09-18-2012 11:28 AM
I used my laptop for the first time today within a month and about ten minutes after turning it on Norton told me it was processing a suspicious cloud 5 threat. It then went on to quarantine the file as high risk. The link to the file given was: c:\windows\softwaredistribution\download\0b0ae6ec8
After a search on Google I'm under the impression that this folder is linked to windows update. Am I correct? The last windows update done on this laptop would have been a month ago when it was last used. The programmes running during the ten minutes prior to this file detection were Google Chrome (Facebook only), Spotify and also Dropbox which was syncing.
My main reason for writing here is that I am a bit confused as to where this file came from. Is it something to be worried about or is it simply a false positive?
Thanks in advance.
09-18-2012 02:29 PM - edited 09-18-2012 02:47 PM
A false positive is a possibility. This was a detection based on a file's suspicious appearance, rather than a definitive signature that matched a known threat. I can't help but think that your virus definitions may have still been a month out of date from the long layoff, and that this might have had something to do with Norton choosing to go with a conviction due to uncertainty about the file. Had you updated your Norton virus definitions immediately after booting up from a month-long layoff? I would suggest running LiveUpdate repeatedly untill it reports no further available updates.
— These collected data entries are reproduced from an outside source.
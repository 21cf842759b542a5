//! Relay-Protokoll (TCP)
//!
//! Definiert alle Ereignisse die ueber die persistente Verbindung
//! zwischen Client und Server ausgetauscht werden.
//!
//! ## Design
//! - Feuern-und-Vergessen: Ereignisse tragen keine Request-IDs, der
//!   Server antwortet mit eigenen Ereignissen (oder gar nicht)
//! - JSON-Serialisierung via serde (TCP, nicht zeitkritisch)
//! - Tagged Enums fuer typsichere Ereignisarten

use chrono::{DateTime, Utc};
use plausch_core::types::{
    AnrufModus, CallId, ConnectionId, NachrichtenArt, OnlineStatus, SignalArt,
};
use serde::{Deserialize, Serialize};

// ---------------------------------------------------------------------------
// Wire-DTOs
// ---------------------------------------------------------------------------

/// Medien-Verweis einer Nachricht
///
/// Zeigt auf eine Datei im Blob-Store. Das Relay transportiert nur den
/// Verweis, nie die Medien-Bytes selbst.
#[derive(Debug, Clone, PartialEq, Eq, Serialize, Deserialize)]
pub struct MedienInfo {
    pub url: String,
    pub original_name: String,
    pub size_bytes: u64,
}

/// Eine Chat-Nachricht wie sie im Log liegt und ueber die Leitung geht
///
/// Username und Avatar sind denormalisiert: auch wenn der Absender sich
/// laengst getrennt hat, bleibt die Nachricht vollstaendig darstellbar.
#[derive(Debug, Clone, Serialize, Deserialize)]
pub struct ChatNachricht {
    /// Monoton steigende ID, eindeutig fuer die Prozesslaufzeit
    pub id: u64,
    /// Absender (schwache Referenz – kann bereits getrennt sein)
    pub sender_id: ConnectionId,
    pub username: String,
    pub avatar: Option<String>,
    pub kind: NachrichtenArt,
    /// Text-Inhalt, darf bei Medien-Arten leer sein
    pub body: String,
    /// Vorhanden genau dann wenn `kind` keine Text-Nachricht ist
    pub media: Option<MedienInfo>,
    /// Vorformatierter Anzeige-Zeitstempel (HH:MM)
    pub timestamp: String,
    pub sent_at: DateTime<Utc>,
}

/// Roster-Eintrag einer bekannten Verbindung
#[derive(Debug, Clone, Serialize, Deserialize)]
pub struct BenutzerInfo {
    pub connection_id: ConnectionId,
    pub username: String,
    pub avatar: Option<String>,
    pub status: OnlineStatus,
    pub joined_at: DateTime<Utc>,
    pub last_seen_at: DateTime<Utc>,
}

// ---------------------------------------------------------------------------
// Client -> Server Anfragen
// ---------------------------------------------------------------------------

/// Beitritt zum Chat
#[derive(Debug, Clone, Serialize, Deserialize)]
pub struct JoinRequest {
    /// Benutzername (1-20 Zeichen, Buchstaben/Ziffern/Unterstrich/Leerzeichen)
    pub username: String,
    /// Avatar-Verweis (URL oder Data-URI, fuer das Relay opak)
    pub avatar: Option<String>,
}

/// Nachricht senden
#[derive(Debug, Clone, Serialize, Deserialize)]
pub struct SendMessageRequest {
    pub kind: NachrichtenArt,
    pub body: Option<String>,
    pub media: Option<MedienInfo>,
}

/// Anruf initiieren
#[derive(Debug, Clone, Serialize, Deserialize)]
pub struct CallInitiateRequest {
    pub target_id: ConnectionId,
    pub mode: AnrufModus,
}

/// Auf einen eingehenden Anruf antworten
#[derive(Debug, Clone, Serialize, Deserialize)]
pub struct CallRespondRequest {
    pub call_id: CallId,
    pub accepted: bool,
}

/// Anruf beenden
#[derive(Debug, Clone, Serialize, Deserialize)]
pub struct CallEndRequest {
    pub call_id: CallId,
}

/// WebRTC-Signalisierung weiterleiten
///
/// Offer, Answer und ICE-Kandidaten teilen sich diese eine Operation;
/// `payload` ist fuer das Relay opak.
#[derive(Debug, Clone, Serialize, Deserialize)]
pub struct SignalRelayRequest {
    pub kind: SignalArt,
    pub call_id: CallId,
    pub destination_id: ConnectionId,
    pub payload: serde_json::Value,
}

// ---------------------------------------------------------------------------
// Server -> Client Benachrichtigungen
// ---------------------------------------------------------------------------

/// Vollstaendiger Roster nach Beitritt, Austritt oder Bereinigung
#[derive(Debug, Clone, Serialize, Deserialize)]
pub struct RosterUpdate {
    pub users: Vec<BenutzerInfo>,
}

/// Nachrichten-Verlauf fuer neu beigetretene Clients
#[derive(Debug, Clone, Serialize, Deserialize)]
pub struct HistoryBootstrap {
    pub messages: Vec<ChatNachricht>,
}

/// Ein Benutzer ist beigetreten (geht an alle anderen)
#[derive(Debug, Clone, Serialize, Deserialize)]
pub struct UserJoinedNotice {
    pub username: String,
    pub avatar: Option<String>,
    pub message: String,
    /// Vorformatierter Anzeige-Zeitstempel (HH:MM)
    pub timestamp: String,
}

/// Ein Benutzer hat den Chat verlassen (geht an alle anderen)
#[derive(Debug, Clone, Serialize, Deserialize)]
pub struct UserLeftNotice {
    pub username: String,
    pub message: String,
    pub timestamp: String,
}

/// Tipp-Indikator eines anderen Benutzers
#[derive(Debug, Clone, Serialize, Deserialize)]
pub struct TypingNotice {
    pub connection_id: ConnectionId,
    pub username: String,
    pub is_typing: bool,
}

/// Eingehender Anruf (geht nur an das Ziel)
#[derive(Debug, Clone, Serialize, Deserialize)]
pub struct IncomingCallNotice {
    pub call_id: CallId,
    pub caller_id: ConnectionId,
    pub caller_name: String,
    pub caller_avatar: Option<String>,
    pub mode: AnrufModus,
}

/// Bestaetigung an den Anrufer dass der Anruf klingelt
#[derive(Debug, Clone, Serialize, Deserialize)]
pub struct CallInitiatedNotice {
    pub call_id: CallId,
    pub target_id: ConnectionId,
}

/// Anruf-Zustandswechsel (angenommen/abgelehnt)
#[derive(Debug, Clone, Serialize, Deserialize)]
pub struct CallStatusNotice {
    pub call_id: CallId,
}

/// Anruf beendet
#[derive(Debug, Clone, Serialize, Deserialize)]
pub struct CallEndedNotice {
    pub call_id: CallId,
    /// Grund, z.B. "peer-disconnected"; fehlt bei regulaerem Auflegen
    pub reason: Option<String>,
}

/// Weitergeleitetes WebRTC-Signal
#[derive(Debug, Clone, Serialize, Deserialize)]
pub struct SignalNotice {
    pub kind: SignalArt,
    pub call_id: CallId,
    pub sender_id: ConnectionId,
    pub payload: serde_json::Value,
}

/// Fehlermeldung an den Ausloeser
#[derive(Debug, Clone, Serialize, Deserialize)]
pub struct ErrorNotice {
    pub message: String,
}

// ---------------------------------------------------------------------------
// Keepalive
// ---------------------------------------------------------------------------

/// Ping (Client -> Server oder Server -> Client)
#[derive(Debug, Clone, Serialize, Deserialize)]
pub struct PingNachricht {
    /// Unix-Timestamp in Millisekunden fuer RTT-Messung
    pub timestamp_ms: u64,
}

/// Pong-Antwort (spiegelt Timestamp zurueck)
#[derive(Debug, Clone, Serialize, Deserialize)]
pub struct PongNachricht {
    /// Originaler Timestamp aus dem Ping
    pub echo_timestamp_ms: u64,
    /// Server-eigener Timestamp
    pub server_timestamp_ms: u64,
}

// ---------------------------------------------------------------------------
// Haupt-Enums: ClientEvent / ServerEvent
// ---------------------------------------------------------------------------

/// Alle moeglichen Client-Ereignisse (typsicher via Tagged Enum)
#[derive(Debug, Clone, Serialize, Deserialize)]
#[serde(tag = "type", rename_all = "snake_case")]
pub enum ClientEvent {
    // Praesenz
    Join(JoinRequest),
    TypingStart,
    TypingStop,

    // Chat
    SendMessage(SendMessageRequest),

    // Anrufe
    InitiateCall(CallInitiateRequest),
    RespondToCall(CallRespondRequest),
    EndCall(CallEndRequest),
    RelaySignal(SignalRelayRequest),

    // Keepalive
    Ping(PingNachricht),
    Pong(PongNachricht),
}

/// Alle moeglichen Server-Ereignisse (typsicher via Tagged Enum)
#[derive(Debug, Clone, Serialize, Deserialize)]
#[serde(tag = "type", rename_all = "snake_case")]
pub enum ServerEvent {
    // Praesenz
    RosterUpdated(RosterUpdate),
    HistoryBootstrap(HistoryBootstrap),
    UserJoined(UserJoinedNotice),
    UserLeft(UserLeftNotice),
    TypingChanged(TypingNotice),

    // Chat
    MessagePosted(ChatNachricht),

    // Anrufe
    IncomingCall(IncomingCallNotice),
    CallInitiated(CallInitiatedNotice),
    CallAccepted(CallStatusNotice),
    CallDeclined(CallStatusNotice),
    CallEnded(CallEndedNotice),
    SignalRelayed(SignalNotice),

    // Fehler
    ErrorNotice(ErrorNotice),

    // Keepalive
    Ping(PingNachricht),
    Pong(PongNachricht),
}

impl ServerEvent {
    /// Erstellt eine Fehlermeldung
    pub fn fehler(message: impl Into<String>) -> Self {
        Self::ErrorNotice(ErrorNotice {
            message: message.into(),
        })
    }

    /// Erstellt eine Ping-Nachricht
    pub fn ping(timestamp_ms: u64) -> Self {
        Self::Ping(PingNachricht { timestamp_ms })
    }

    /// Erstellt eine Pong-Antwort
    pub fn pong(echo_timestamp_ms: u64, server_timestamp_ms: u64) -> Self {
        Self::Pong(PongNachricht {
            echo_timestamp_ms,
            server_timestamp_ms,
        })
    }

    /// Serialisiert das Ereignis als JSON
    pub fn to_json(&self) -> serde_json::Result<String> {
        serde_json::to_string(self)
    }

    /// Deserialisiert ein Ereignis aus JSON
    pub fn from_json(json: &str) -> serde_json::Result<Self> {
        serde_json::from_str(json)
    }
}

impl ClientEvent {
    /// Serialisiert das Ereignis als JSON
    pub fn to_json(&self) -> serde_json::Result<String> {
        serde_json::to_string(self)
    }

    /// Deserialisiert ein Ereignis aus JSON
    pub fn from_json(json: &str) -> serde_json::Result<Self> {
        serde_json::from_str(json)
    }
}

// ---------------------------------------------------------------------------
// Tests
// ---------------------------------------------------------------------------

#[cfg(test)]
mod tests {
    use super::*;

    #[test]
    fn join_request_serialisierung() {
        let ev = ClientEvent::Join(JoinRequest {
            username: "testuser".to_string(),
            avatar: Some("data:image/png;base64,AAAA".to_string()),
        });
        let json = ev.to_json().unwrap();
        assert!(json.contains("\"type\":\"join\""));
        let decoded = ClientEvent::from_json(&json).unwrap();
        if let ClientEvent::Join(j) = decoded {
            assert_eq!(j.username, "testuser");
        } else {
            panic!("Erwartet Join-Ereignis");
        }
    }

    #[test]
    fn send_message_mit_medien() {
        let ev = ClientEvent::SendMessage(SendMessageRequest {
            kind: NachrichtenArt::Bild,
            body: None,
            media: Some(MedienInfo {
                url: "/uploads/images/abc.png".to_string(),
                original_name: "urlaub.png".to_string(),
                size_bytes: 12345,
            }),
        });
        let json = ev.to_json().unwrap();
        assert!(json.contains("\"kind\":\"image\""));
        let decoded = ClientEvent::from_json(&json).unwrap();
        if let ClientEvent::SendMessage(m) = decoded {
            assert_eq!(m.media.unwrap().size_bytes, 12345);
        } else {
            panic!("Erwartet SendMessage-Ereignis");
        }
    }

    #[test]
    fn typing_start_ohne_payload() {
        let json = ClientEvent::TypingStart.to_json().unwrap();
        assert_eq!(json, "{\"type\":\"typing_start\"}");
        let decoded = ClientEvent::from_json(&json).unwrap();
        assert!(matches!(decoded, ClientEvent::TypingStart));
    }

    #[test]
    fn relay_signal_opaker_payload() {
        let ev = ClientEvent::RelaySignal(SignalRelayRequest {
            kind: SignalArt::Offer,
            call_id: CallId::new(),
            destination_id: ConnectionId::new(),
            payload: serde_json::json!({"sdp": "v=0...", "type": "offer"}),
        });
        let json = ev.to_json().unwrap();
        let decoded = ClientEvent::from_json(&json).unwrap();
        if let ClientEvent::RelaySignal(s) = decoded {
            assert_eq!(s.kind, SignalArt::Offer);
            assert_eq!(s.payload["sdp"], "v=0...");
        } else {
            panic!("Erwartet RelaySignal-Ereignis");
        }
    }

    #[test]
    fn call_ended_mit_grund() {
        let ev = ServerEvent::CallEnded(CallEndedNotice {
            call_id: CallId::new(),
            reason: Some("peer-disconnected".to_string()),
        });
        let json = ev.to_json().unwrap();
        assert!(json.contains("\"type\":\"call_ended\""));
        assert!(json.contains("peer-disconnected"));
        let decoded = ServerEvent::from_json(&json).unwrap();
        assert!(matches!(decoded, ServerEvent::CallEnded(_)));
    }

    #[test]
    fn error_notice_konstruktor() {
        let ev = ServerEvent::fehler("Unbekannte Verbindung");
        if let ServerEvent::ErrorNotice(e) = &ev {
            assert_eq!(e.message, "Unbekannte Verbindung");
        } else {
            panic!("Erwartet ErrorNotice");
        }
        let json = ev.to_json().unwrap();
        assert!(json.contains("\"type\":\"error_notice\""));
    }

    #[test]
    fn ping_pong_serialisierung() {
        let ping = ServerEvent::ping(1234567890);
        let json = ping.to_json().unwrap();
        let decoded = ServerEvent::from_json(&json).unwrap();
        if let ServerEvent::Ping(p) = decoded {
            assert_eq!(p.timestamp_ms, 1234567890);
        } else {
            panic!("Erwartet Ping-Ereignis");
        }
    }

    #[test]
    fn chat_nachricht_round_trip() {
        let nachricht = ChatNachricht {
            id: 7,
            sender_id: ConnectionId::new(),
            username: "anna".to_string(),
            avatar: None,
            kind: NachrichtenArt::Text,
            body: "Hallo zusammen".to_string(),
            media: None,
            timestamp: "14:05".to_string(),
            sent_at: Utc::now(),
        };
        let ev = ServerEvent::MessagePosted(nachricht);
        let json = ev.to_json().unwrap();
        let decoded = ServerEvent::from_json(&json).unwrap();
        if let ServerEvent::MessagePosted(n) = decoded {
            assert_eq!(n.id, 7);
            assert_eq!(n.body, "Hallo zusammen");
            assert_eq!(n.timestamp, "14:05");
        } else {
            panic!("Erwartet MessagePosted-Ereignis");
        }
    }

    #[test]
    fn roster_update_round_trip() {
        let ev = ServerEvent::RosterUpdated(RosterUpdate {
            users: vec![BenutzerInfo {
                connection_id: ConnectionId::new(),
                username: "bernd".to_string(),
                avatar: None,
                status: OnlineStatus::Offline,
                joined_at: Utc::now(),
                last_seen_at: Utc::now(),
            }],
        });
        let json = ev.to_json().unwrap();
        assert!(json.contains("\"status\":\"offline\""));
        let decoded = ServerEvent::from_json(&json).unwrap();
        if let ServerEvent::RosterUpdated(r) = decoded {
            assert_eq!(r.users.len(), 1);
        } else {
            panic!("Erwartet RosterUpdated-Ereignis");
        }
    }
}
Leave the file in Quarantine. Because this was a heuristics detection, a false positive should resolve itself automatically in a day or two based on updated signatures.
09-19-2012 12:57 PM
Thanks for the response. I don't think I'd updated it immediately. As soon as I saw the mention of the suspicious file I did a full scan of the laptop which would have been when it first updated. I just updated it again when I turned on.
I had wondered if it was something to do with dropbox as it was syncing at the time. However I guess it doesn't use the software distribution folder? As it's now been quarantined I assume it will be no harm to my laptop? I'm just about to start back at uni and could really do with it working well!